Die Reise wurde von der Touristinfo der Insel, der VVV Texel unterstützt.
Gut zu Wissen
Anreise: Von Bremen aus führt der Weg mit dem Zug über Amsterdam weiter nach Den Helder. Vom Bahnhof aus verkehrt die Buslinie 33 direkt zum Fähranleger. Die Fahrkarte für den Bus kostet 1,50 Euro und gilt auch für die Rückfahrt vom Fährhafen zum Bahnhof. Die Überfahrt mit dem Schiff dauert circa 20 Minuten und kostet nur 2,50 Euro, ebenfalls für die Hin- und Rückfahrt. Die Fähre verkehrt in beiden Richtungen im 60-Minuten-Takt, im Sommer und am Wochenende gibt es zwei Verbindungen pro Stunde. Fahrkarten sind im Vorfeld über die Internetseite der Fährgesellschaft Teso (www.teso.nl/de/) oder direkt am Hafen erhältlich. Der Bus vom Bahnhof fährt im Anschluss an das Schiff und umgekehrt. Allerdings sind die Umstiegszeiten mehr als knapp bemessen.
Mit dem PKW ist Den Helder von Bremen aus über Groningen zu erreichen. Am Fährhafen stehen begrenzt kostenfreie Parkplätze zur Verfügung. Alternativ kann das Auto mit auf die Insel genommen werden. Die Überfahrt kostet für die Hin- und Rückreise zwischen 25 und
37 Euro.
Vor Ort: Texel lässt sich sowohl zu Fuß als auch mit dem Fahrrad erkunden. Verleihstationen gibt es an mehreren Orten. Zudem verfügt Texel über ein dichtes Busnetz. Zwischen dem Fährhafen, Den Burg und De Koog verkehrt ein- bis zweimal pro Stunde die Buslinie 28. Alle übrigen Orte können mit dem Texelhopper erreicht werden, einem kleinen Bus, der nur auf Bestellung unter texelhopper.nl fährt. Für beide Varianten kostet die einfache Fahrt drei Euro, eine Tageskarte gibt es für 7,50 Euro.

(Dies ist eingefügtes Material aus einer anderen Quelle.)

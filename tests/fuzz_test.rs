/// Fuzzes the search engine by checking on many random grids that every algorithm finds a path
/// exactly when the end is reachable according to the connected components, and that the optimal
/// algorithms agree on the path length.
use grid_search::{grid_point, Algorithm, PathingGrid, SearchResult};
use itertools::Itertools;
use rand::prelude::*;

fn random_grid(rows: usize, cols: usize, rng: &mut StdRng) -> PathingGrid {
    let start = grid_point(0, 0);
    let end = grid_point(rows as i32 - 1, cols as i32 - 1);
    let mut grid = PathingGrid::new(rows, cols, start, end).unwrap();
    for row in 0..rows as i32 {
        for col in 0..cols as i32 {
            let p = grid_point(row, col);
            if p != start && p != end && rng.gen_bool(0.4) {
                grid.set_obstacle(p, true).unwrap();
            }
        }
    }
    grid.update();
    grid
}

fn reachable_cells(grid: &PathingGrid) -> usize {
    grid.cells()
        .iter()
        .filter(|c| grid.reachable(&grid.start(), &c.pos))
        .count()
}

fn run_all(grid: &PathingGrid) -> Vec<SearchResult> {
    Algorithm::ALL
        .iter()
        .map(|algorithm| algorithm.search_grid(grid))
        .collect()
}

#[test]
fn fuzz() {
    const N_GRIDS: usize = 2000;
    let mut rng = StdRng::seed_from_u64(0);
    for _ in 0..N_GRIDS {
        let grid = random_grid(10, 10, &mut rng);
        let reachable = grid.reachable(&grid.start(), &grid.end());
        for result in run_all(&grid) {
            // Show the grid if the search disagrees with the components
            if result.found() != reachable {
                print!("{}", grid);
            }
            assert_eq!(result.found(), reachable, "{}", result.algorithm);
            if reachable {
                assert!(grid.is_valid_path(&result.path));
                assert_eq!(result.path.first(), Some(&grid.start()));
                assert_eq!(result.path.last(), Some(&grid.end()));
            } else {
                assert_eq!(result.visited.len(), reachable_cells(&grid));
            }
        }
    }
}

#[test]
fn fuzz_optimality() {
    const N_GRIDS: usize = 1000;
    let mut rng = StdRng::seed_from_u64(1);
    for _ in 0..N_GRIDS {
        let grid = random_grid(8, 12, &mut rng);
        if grid.unreachable(&grid.start(), &grid.end()) {
            continue;
        }
        let results = run_all(&grid);
        for result in &results {
            assert!(result.visited.iter().all_unique(), "{}", result.algorithm);
        }
        let [best_first, uniform_cost, breadth_first, depth_first] = &results[..] else {
            unreachable!()
        };
        assert_eq!(best_first.path_len(), breadth_first.path_len());
        assert_eq!(uniform_cost.path_len(), breadth_first.path_len());
        assert!(breadth_first.path_len() <= depth_first.path_len());
        assert!(best_first.visited.len() <= uniform_cost.visited.len());
        assert!(uniform_cost.visited.len() <= reachable_cells(&grid));
    }
}

/// Walking the predecessors back from the end reproduces the returned path, both from the
/// result itself and after projecting it onto the grid.
#[test]
fn fuzz_predecessor_walk() {
    const N_GRIDS: usize = 300;
    let mut rng = StdRng::seed_from_u64(2);
    for _ in 0..N_GRIDS {
        let mut grid = random_grid(7, 7, &mut rng);
        for result in run_all(&grid) {
            let Some(&last) = result.path.last() else {
                continue;
            };
            let mut walk = vec![last];
            while let Some(prev) = result.previous(walk.last().unwrap()) {
                walk.push(prev);
            }
            walk.reverse();
            assert_eq!(walk, result.path);

            grid.apply_result(&result);
            let mut walk = vec![last];
            while let Some(prev) = grid.cell(walk.last().unwrap()).unwrap().previous {
                walk.push(prev);
            }
            walk.reverse();
            assert_eq!(walk, result.path);
            assert_eq!(
                grid.cells().iter().filter(|c| c.on_path).count(),
                result.path.len()
            );
        }
    }
}
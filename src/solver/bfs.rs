use grid_util::point::Point;

use crate::{
    pathing_grid::PathingGrid,
    search_context::breadth_first,
    solver::{Algorithm, GridSolver, SearchResult},
};

/// Breadth-first search. Cells are settled layer by layer, so the path has the fewest steps.
#[derive(Clone, Debug)]
pub struct BfsSolver;

impl GridSolver for BfsSolver {
    fn algorithm(&self) -> Algorithm {
        Algorithm::BreadthFirst
    }

    fn explore(&self, grid: &PathingGrid, start: Point, end: Point) -> SearchResult {
        let trace = breadth_first(
            &start,
            |node| self.successors(grid, node),
            |point| grid.can_move_to(point),
            |point| *point == end,
        );
        SearchResult::from_trace(self.algorithm(), trace)
    }
}

#[cfg(test)]
mod tests {
    use super::*;
    use crate::grid_point;

    #[test]
    fn three_by_three_corner_to_corner() {
        let grid = PathingGrid::new(3, 3, grid_point(0, 0), grid_point(2, 2)).unwrap();
        let result = BfsSolver.search_grid(&grid);
        assert_eq!(result.path_len(), Some(4));
        assert!(grid.is_valid_path(&result.path));
        // The end is the only cell at distance 4, so it is dequeued last.
        assert_eq!(result.visited.len(), 9);
        assert_eq!(result.visited.last(), Some(&grid.end()));
    }

    #[test]
    fn visit_order_is_layered() {
        let mut grid = PathingGrid::new(5, 5, grid_point(0, 0), grid_point(4, 4)).unwrap();
        grid.set_obstacle(grid_point(1, 1), true).unwrap();
        grid.set_obstacle(grid_point(3, 2), true).unwrap();
        let result = BfsSolver.search_grid(&grid);
        let distances = result
            .visited
            .iter()
            .map(|p| result.distance(p).unwrap())
            .collect::<Vec<_>>();
        assert!(distances.windows(2).all(|w| w[0] <= w[1]));
        assert_eq!(distances[0], 0);
    }

    /// Neighbours are enqueued up, down, left, right.
    #[test]
    fn follows_neighbour_order() {
        let grid = PathingGrid::new(3, 3, grid_point(1, 1), grid_point(0, 0)).unwrap();
        let result = BfsSolver.search_grid(&grid);
        assert_eq!(
            result.visited[..5].to_vec(),
            vec![
                grid_point(1, 1),
                grid_point(0, 1),
                grid_point(2, 1),
                grid_point(1, 0),
                grid_point(1, 2)
            ]
        );
        assert_eq!(
            result.path,
            vec![grid_point(1, 1), grid_point(0, 1), grid_point(0, 0)]
        );
    }
}
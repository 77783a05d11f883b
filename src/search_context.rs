//! Search loops shared by the grid solvers. They are written against generic nodes and costs,
//! with neighbours supplied by a `successors` closure as in
//! [pathfinding's astar function](https://docs.rs/pathfinding/latest/pathfinding/directed/astar/index.html),
//! and additionally record the order in which nodes are settled.
//!
//! Instead of mutating back-references on the nodes, every run keeps its bookkeeping in a
//! private [SearchRecords] map. A record's `parent` is the index of its predecessor in the same
//! map, so the records form a tree rooted at the start.
use fxhash::FxBuildHasher;
use indexmap::map::Entry::{Occupied, Vacant};
use indexmap::IndexMap;
use num_traits::Zero;
use smallvec::SmallVec;
use std::cmp::Ordering;
use std::collections::{BinaryHeap, VecDeque};
use std::hash::Hash;
use std::ops::Add;

pub type FxIndexMap<K, V> = IndexMap<K, V, FxBuildHasher>;

/// Parent index of the root of the search tree.
pub const NO_PARENT: usize = usize::MAX;

/// Per-node bookkeeping of a single search run.
#[derive(Clone, Copy, Debug, PartialEq, Eq)]
pub struct NodeRecord<C> {
    pub parent: usize,
    pub distance: C,
    pub heuristic: C,
    pub visited: bool,
}

impl<C: Copy + Add<Output = C>> NodeRecord<C> {
    pub fn total_cost(&self) -> C {
        self.distance + self.heuristic
    }
}

/// Records of every node a search has reached, in discovery order. Nodes that are absent were
/// never reached.
pub type SearchRecords<N, C> = FxIndexMap<N, NodeRecord<C>>;

/// Raw output of a search loop.
pub(crate) struct Trace<N, C> {
    pub visited: Vec<N>,
    pub records: SearchRecords<N, C>,
    /// Record index of the goal, if it was settled.
    pub goal: Option<usize>,
}

struct SmallestCostHolder<K> {
    estimated_cost: K,
    cost: K,
    index: usize,
}

impl<K: PartialEq> Eq for SmallestCostHolder<K> {}

impl<K: PartialEq> PartialEq for SmallestCostHolder<K> {
    fn eq(&self, other: &Self) -> bool {
        self.estimated_cost.eq(&other.estimated_cost) && self.cost.eq(&other.cost)
    }
}

impl<K: Ord> PartialOrd for SmallestCostHolder<K> {
    fn partial_cmp(&self, other: &Self) -> Option<Ordering> {
        Some(self.cmp(other))
    }
}

impl<K: Ord> Ord for SmallestCostHolder<K> {
    fn cmp(&self, other: &Self) -> Ordering {
        // First orders per estimated cost, then favours the entry that got furthest from the
        // start. Full ties come out in whatever order the heap yields them.
        match other.estimated_cost.cmp(&self.estimated_cost) {
            Ordering::Equal => self.cost.cmp(&other.cost),
            s => s,
        }
    }
}

/// Walks the parent indices from `index` back to the root and returns the nodes root first.
pub(crate) fn reconstruct_path<N: Clone, C>(records: &SearchRecords<N, C>, index: usize) -> Vec<N> {
    let mut path: Vec<N> = std::iter::successors(records.get_index(index), |(_, record)| {
        records.get_index(record.parent)
    })
    .map(|(node, _)| node.clone())
    .collect();
    path.reverse();
    path
}

/// The path from the root of `records` to `goal`, or [None] if `goal` was never reached.
pub fn path_to<N, C>(records: &SearchRecords<N, C>, goal: &N) -> Option<Vec<N>>
where
    N: Eq + Hash + Clone,
{
    records
        .get_index_of(goal)
        .map(|index| reconstruct_path(records, index))
}

/// Best-first search ordered by `distance + heuristic`. With a zero heuristic this is Dijkstra's
/// algorithm.
///
/// The frontier only ever holds nodes that have been reached, so it runs dry exactly when every
/// reachable node is settled. A node that is improved while queued is pushed again and the
/// outdated entry is skipped when popped. Nodes failing `passable` are dropped when popped
/// without being settled.
pub(crate) fn best_first<N, C, FN, IN, FH, FP, FS>(
    start: &N,
    mut successors: FN,
    mut heuristic: FH,
    mut passable: FP,
    mut success: FS,
) -> Trace<N, C>
where
    N: Eq + Hash + Clone,
    C: Zero + Ord + Copy,
    FN: FnMut(&N) -> IN,
    IN: IntoIterator<Item = (N, C)>,
    FH: FnMut(&N) -> C,
    FP: FnMut(&N) -> bool,
    FS: FnMut(&N) -> bool,
{
    let mut to_see = BinaryHeap::new();
    let mut records: SearchRecords<N, C> = FxIndexMap::default();
    let h = heuristic(start);
    records.insert(
        start.clone(),
        NodeRecord {
            parent: NO_PARENT,
            distance: Zero::zero(),
            heuristic: h,
            visited: false,
        },
    );
    to_see.push(SmallestCostHolder {
        estimated_cost: h,
        cost: Zero::zero(),
        index: 0,
    });
    let mut visited = Vec::new();
    while let Some(SmallestCostHolder { cost, index, .. }) = to_see.pop() {
        let successors = {
            let Some((node, record)) = records.get_index_mut(index) else {
                continue;
            };
            if record.visited || cost > record.distance || !passable(node) {
                continue;
            }
            record.visited = true;
            visited.push(node.clone());
            if success(node) {
                return Trace {
                    visited,
                    records,
                    goal: Some(index),
                };
            }
            successors(node)
        };
        for (successor, move_cost) in successors {
            let new_cost = cost + move_cost;
            let h; // heuristic(&successor)
            let n; // index for successor
            match records.entry(successor) {
                Vacant(e) => {
                    h = heuristic(e.key());
                    n = e.index();
                    e.insert(NodeRecord {
                        parent: index,
                        distance: new_cost,
                        heuristic: h,
                        visited: false,
                    });
                }
                Occupied(mut e) => {
                    let record = e.get_mut();
                    if record.visited || record.distance <= new_cost {
                        continue;
                    }
                    record.parent = index;
                    record.distance = new_cost;
                    h = record.heuristic;
                    n = e.index();
                }
            }
            to_see.push(SmallestCostHolder {
                estimated_cost: new_cost + h,
                cost: new_cost,
                index: n,
            });
        }
    }
    Trace {
        visited,
        records,
        goal: None,
    }
}

/// Breadth-first search. Nodes are marked visited when they are enqueued so each enters the
/// queue once; `visited` lists them in dequeue order. Nodes failing `passable` are unmarked and
/// dropped when dequeued.
pub(crate) fn breadth_first<N, C, FN, IN, FP, FS>(
    start: &N,
    mut successors: FN,
    mut passable: FP,
    mut success: FS,
) -> Trace<N, C>
where
    N: Eq + Hash + Clone,
    C: Zero + Copy,
    FN: FnMut(&N) -> IN,
    IN: IntoIterator<Item = (N, C)>,
    FP: FnMut(&N) -> bool,
    FS: FnMut(&N) -> bool,
{
    let mut records: SearchRecords<N, C> = FxIndexMap::default();
    records.insert(
        start.clone(),
        NodeRecord {
            parent: NO_PARENT,
            distance: Zero::zero(),
            heuristic: Zero::zero(),
            visited: true,
        },
    );
    let mut queue = VecDeque::from([0]);
    let mut visited = Vec::new();
    while let Some(index) = queue.pop_front() {
        let successors = {
            let Some((node, record)) = records.get_index_mut(index) else {
                continue;
            };
            if !passable(node) {
                record.visited = false;
                continue;
            }
            visited.push(node.clone());
            if success(node) {
                return Trace {
                    visited,
                    records,
                    goal: Some(index),
                };
            }
            let distance = record.distance;
            successors(node)
                .into_iter()
                .map(move |(n, c)| (n, distance + c))
                .collect::<SmallVec<[(N, C); 4]>>()
        };
        for (successor, distance) in successors {
            if let Vacant(e) = records.entry(successor) {
                queue.push_back(e.index());
                e.insert(NodeRecord {
                    parent: index,
                    distance,
                    heuristic: Zero::zero(),
                    visited: true,
                });
            }
        }
    }
    Trace {
        visited,
        records,
        goal: None,
    }
}

/// Depth-first search. Nodes are marked visited when popped, so a node may be pushed several
/// times. Successors are pushed in reverse so the first successor is explored first. Popped
/// nodes failing `passable` are discarded.
pub(crate) fn depth_first<N, C, FN, IN, FP, FS>(
    start: &N,
    mut successors: FN,
    mut passable: FP,
    mut success: FS,
) -> Trace<N, C>
where
    N: Eq + Hash + Clone,
    C: Zero + Copy,
    FN: FnMut(&N) -> IN,
    IN: IntoIterator<Item = (N, C)>,
    FP: FnMut(&N) -> bool,
    FS: FnMut(&N) -> bool,
{
    let mut records: SearchRecords<N, C> = FxIndexMap::default();
    // Entries hold the record index of the node that pushed them.
    let mut stack: Vec<(N, usize, C)> = vec![(start.clone(), NO_PARENT, Zero::zero())];
    let mut visited = Vec::new();
    while let Some((node, parent, distance)) = stack.pop() {
        if records.contains_key(&node) || !passable(&node) {
            continue;
        }
        let (index, _) = records.insert_full(
            node.clone(),
            NodeRecord {
                parent,
                distance,
                heuristic: Zero::zero(),
                visited: true,
            },
        );
        visited.push(node.clone());
        if success(&node) {
            return Trace {
                visited,
                records,
                goal: Some(index),
            };
        }
        let next = successors(&node)
            .into_iter()
            .filter(|(n, _)| !records.contains_key(n))
            .collect::<SmallVec<[(N, C); 4]>>();
        for (n, c) in next.into_iter().rev() {
            stack.push((n, index, distance + c));
        }
    }
    Trace {
        visited,
        records,
        goal: None,
    }
}
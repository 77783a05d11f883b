//! # grid_search
//!
//! The search engine behind a grid pathfinding visualizer. Four interchangeable algorithms,
//! [A*](https://en.wikipedia.org/wiki/A*_search_algorithm),
//! [Dijkstra](https://en.wikipedia.org/wiki/Dijkstra%27s_algorithm),
//! [breadth-first](https://en.wikipedia.org/wiki/Breadth-first_search) and
//! [depth-first](https://en.wikipedia.org/wiki/Depth-first_search) search, explore a
//! 4-connected unweighted [PathingGrid](pathing_grid::PathingGrid). Each run returns the order in
//! which cells were settled together with the path it found, so that a presentation layer can
//! replay both at its own pace.
//!
//! Coordinates are [Point]s with `x` the column and `y` the row; [grid_point] builds one from a
//! (row, column) pair.
pub mod cell;
pub mod config;
pub mod error;
pub mod pathing_grid;
pub mod search_context;
pub mod solver;

use grid_util::point::Point;
use log::info;

pub use crate::config::GridConfig;
pub use crate::error::GridError;
pub use crate::pathing_grid::PathingGrid;
pub use crate::solver::{Algorithm, GridSolver, SearchResult};

pub const GRID_ROWS: usize = 25;
pub const GRID_COLS: usize = 50;
pub const START_ROW: i32 = 12;
pub const START_COL: i32 = 10;
pub const END_ROW: i32 = 12;
pub const END_COL: i32 = 40;

/// Cost of a single step between adjacent cells.
pub const STEP_COST: u32 = 1;

/// Builds the [Point] of the cell at (`row`, `col`).
pub fn grid_point(row: i32, col: i32) -> Point {
    Point::new(col, row)
}

/// The [Manhattan distance](https://en.wikipedia.org/wiki/Taxicab_geometry) between two cells.
/// Admissible and consistent on a 4-connected unit-cost grid.
pub fn manhattan_distance(a: &Point, b: &Point) -> u32 {
    (a.x - b.x).unsigned_abs() + (a.y - b.y).unsigned_abs()
}

/// Runs the algorithm called `algorithm_name` between the grid's own start and end cells.
/// Unknown names fall back to best-first search.
pub fn run_search(algorithm_name: &str, grid: &PathingGrid) -> SearchResult {
    let algorithm = Algorithm::from_name(algorithm_name);
    let result = algorithm.search_grid(grid);
    info!(
        "{} settled {} cells, path of {} cells",
        algorithm,
        result.visited.len(),
        result.path.len()
    );
    result
}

Unterkunft und Ausflüge: Unterkünfte können über die Touristinfo, die VVV Texel (www.texel.net/de/) gebucht werden. Darüber hinaus informiert das Büro über sämtliche Aktivitäten auf der Insel. Geführte Touren durch die Dörfer und Landschaften Texels organisiert Gästeführer Marcel Wijnalda. (www.txgids.nl/de/).